# [Dataset items]
--
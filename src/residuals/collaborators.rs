//! Interfaces to the models and data sources the evaluator depends on
//!
//! Model training and serving live outside this crate. The evaluator only
//! needs predictions, so each external system is reduced to a small trait.
//! File-backed implementations cover the common case of pre-scored exports.

use crate::error::{EvaluationError, Result};
use crate::validation::loader::parse_optional;
use crate::validation::FeatureFrame;
use std::fs::File;
use std::io::Read;
use std::path::{Path, PathBuf};

/// Predictions returned by the model router
#[derive(Debug, Clone, Default, PartialEq)]
pub struct RoutedPredictions {
    pub prediction: Vec<f64>,
    /// Per-row work threshold, only present for decorated predictions
    pub min_prediction: Option<Vec<Option<f64>>>,
}

/// Routes each row to the production model for its segment
pub trait ModelRouter {
    fn predict(&self, features: &FeatureFrame, decorated: bool) -> Result<RoutedPredictions>;
}

/// Features, labels and categorical column names packaged for a model
#[derive(Debug, Clone)]
pub struct FeaturePool<'a> {
    pub features: &'a FeatureFrame,
    pub labels: &'a [f64],
    pub cat_features: Vec<String>,
}

/// A trained model supplied directly by the caller
pub trait TrainedModel {
    /// One prediction per pool row; classifiers return 0.0 / 1.0
    fn predict(&self, pool: &FeaturePool<'_>) -> Result<Vec<f64>>;

    /// Indices into `feature_names` of the categorical features seen in training
    fn cat_feature_indices(&self) -> Vec<usize>;

    fn feature_names(&self) -> Vec<String>;
}

/// Ground-truth dollar revenue, used to score classifiers
pub trait RevenueSource {
    fn revenue(&self) -> Result<Vec<Option<f64>>>;
}

impl RevenueSource for Vec<Option<f64>> {
    fn revenue(&self) -> Result<Vec<Option<f64>>> {
        Ok(self.clone())
    }
}

/// Router backed by a pre-scored export with `PREDICTION` and optional
/// `MIN_PREDICTION` columns, row-aligned with the validation set
#[derive(Debug, Clone)]
pub struct CsvModelRouter {
    prediction: Vec<f64>,
    min_prediction: Option<Vec<Option<f64>>>,
}

impl CsvModelRouter {
    pub fn from_path(path: impl AsRef<Path>) -> Result<Self> {
        let file = File::open(path.as_ref())?;
        Self::from_reader(file)
    }

    pub fn from_reader<R: Read>(reader: R) -> Result<Self> {
        let mut rdr = csv::Reader::from_reader(reader);
        let headers = rdr.headers()?.clone();
        let pred_idx = headers
            .iter()
            .position(|h| h == "PREDICTION")
            .ok_or_else(|| EvaluationError::MissingColumn("PREDICTION".to_string()))?;
        let min_idx = headers.iter().position(|h| h == "MIN_PREDICTION");

        let mut prediction = Vec::new();
        let mut min_prediction = min_idx.map(|_| Vec::new());

        for (row, result) in rdr.records().enumerate() {
            let record = result?;
            let value = parse_optional(&record[pred_idx], "PREDICTION", row)?.ok_or_else(|| {
                EvaluationError::InvalidFeature {
                    column: "PREDICTION".to_string(),
                    row,
                    reason: "prediction is missing".to_string(),
                }
            })?;
            prediction.push(value);

            if let (Some(idx), Some(values)) = (min_idx, min_prediction.as_mut()) {
                values.push(parse_optional(&record[idx], "MIN_PREDICTION", row)?);
            }
        }

        Ok(Self { prediction, min_prediction })
    }
}

impl ModelRouter for CsvModelRouter {
    fn predict(&self, features: &FeatureFrame, decorated: bool) -> Result<RoutedPredictions> {
        if self.prediction.len() != features.len() {
            return Err(EvaluationError::length_mismatch(
                "scored export",
                features.len(),
                self.prediction.len(),
            ));
        }
        Ok(RoutedPredictions {
            prediction: self.prediction.clone(),
            min_prediction: if decorated { self.min_prediction.clone() } else { None },
        })
    }
}

/// Revenue file with one `ys` value per validation row
#[derive(Debug, Clone)]
pub struct CsvRevenueSource {
    path: PathBuf,
    column: String,
}

impl CsvRevenueSource {
    pub fn new(path: impl Into<PathBuf>) -> Self {
        Self {
            path: path.into(),
            column: "ys".to_string(),
        }
    }

    pub fn with_column(mut self, column: impl Into<String>) -> Self {
        self.column = column.into();
        self
    }
}

impl RevenueSource for CsvRevenueSource {
    fn revenue(&self) -> Result<Vec<Option<f64>>> {
        let mut rdr = csv::Reader::from_path(&self.path)?;
        let headers = rdr.headers()?.clone();
        let idx = headers
            .iter()
            .position(|h| h == self.column)
            .ok_or_else(|| EvaluationError::MissingColumn(self.column.clone()))?;

        let mut values = Vec::new();
        for (row, result) in rdr.records().enumerate() {
            let record = result?;
            values.push(parse_optional(&record[idx], &self.column, row)?);
        }
        log::debug!("Read {} revenue values from {}", values.len(), self.path.display());
        Ok(values)
    }
}

#[cfg(test)]
mod tests {
    use super::*;
    use crate::validation::FeatureValue;
    use std::io::Write;

    fn frame(n: usize) -> FeatureFrame {
        FeatureFrame::new(
            vec!["LEAD_SCORE".to_string()],
            (0..n).map(|_| vec![FeatureValue::Number(10.0)]).collect(),
        )
    }

    #[test]
    fn test_router_decorated_output() {
        let csv = "PREDICTION,MIN_PREDICTION\n350.5,300\n-12,\n";
        let router = CsvModelRouter::from_reader(csv.as_bytes()).unwrap();

        let decorated = router.predict(&frame(2), true).unwrap();
        assert_eq!(decorated.prediction, vec![350.5, -12.0]);
        assert_eq!(decorated.min_prediction, Some(vec![Some(300.0), None]));

        let plain = router.predict(&frame(2), false).unwrap();
        assert!(plain.min_prediction.is_none());
    }

    #[test]
    fn test_router_row_count_must_match() {
        let router = CsvModelRouter::from_reader("PREDICTION\n1\n".as_bytes()).unwrap();
        assert!(matches!(
            router.predict(&frame(3), true),
            Err(EvaluationError::LengthMismatch { expected: 3, actual: 1, .. })
        ));
    }

    #[test]
    fn test_revenue_file_blanks_are_missing() {
        let mut file = tempfile::NamedTempFile::new().unwrap();
        write!(file, "id,ys\n1,120\n2,\n3,0\n").unwrap();
        file.flush().unwrap();

        let values = CsvRevenueSource::new(file.path()).revenue().unwrap();
        assert_eq!(values, vec![Some(120.0), None, Some(0.0)]);
    }

    #[test]
    fn test_revenue_file_custom_column() {
        let mut file = tempfile::NamedTempFile::new().unwrap();
        write!(file, "ys,REVENUE\n1,250\n2,nan\n").unwrap();
        file.flush().unwrap();

        let source = CsvRevenueSource::new(file.path()).with_column("REVENUE");
        assert_eq!(source.revenue().unwrap(), vec![Some(250.0), None]);

        let missing = CsvRevenueSource::new(file.path()).with_column("DOLLARS");
        assert!(matches!(missing.revenue(), Err(EvaluationError::MissingColumn(c)) if c == "DOLLARS"));
    }
}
--
# [Problem]
Wherever the string "crate" occurs in the data, copy the line that holds it.

# [Result below]
//! Model training and serving live outside this crate. The evaluator only
use crate::error::{EvaluationError, Result};
use crate::validation::loader::parse_optional;
use crate::validation::FeatureFrame;
    use crate::validation::FeatureValue;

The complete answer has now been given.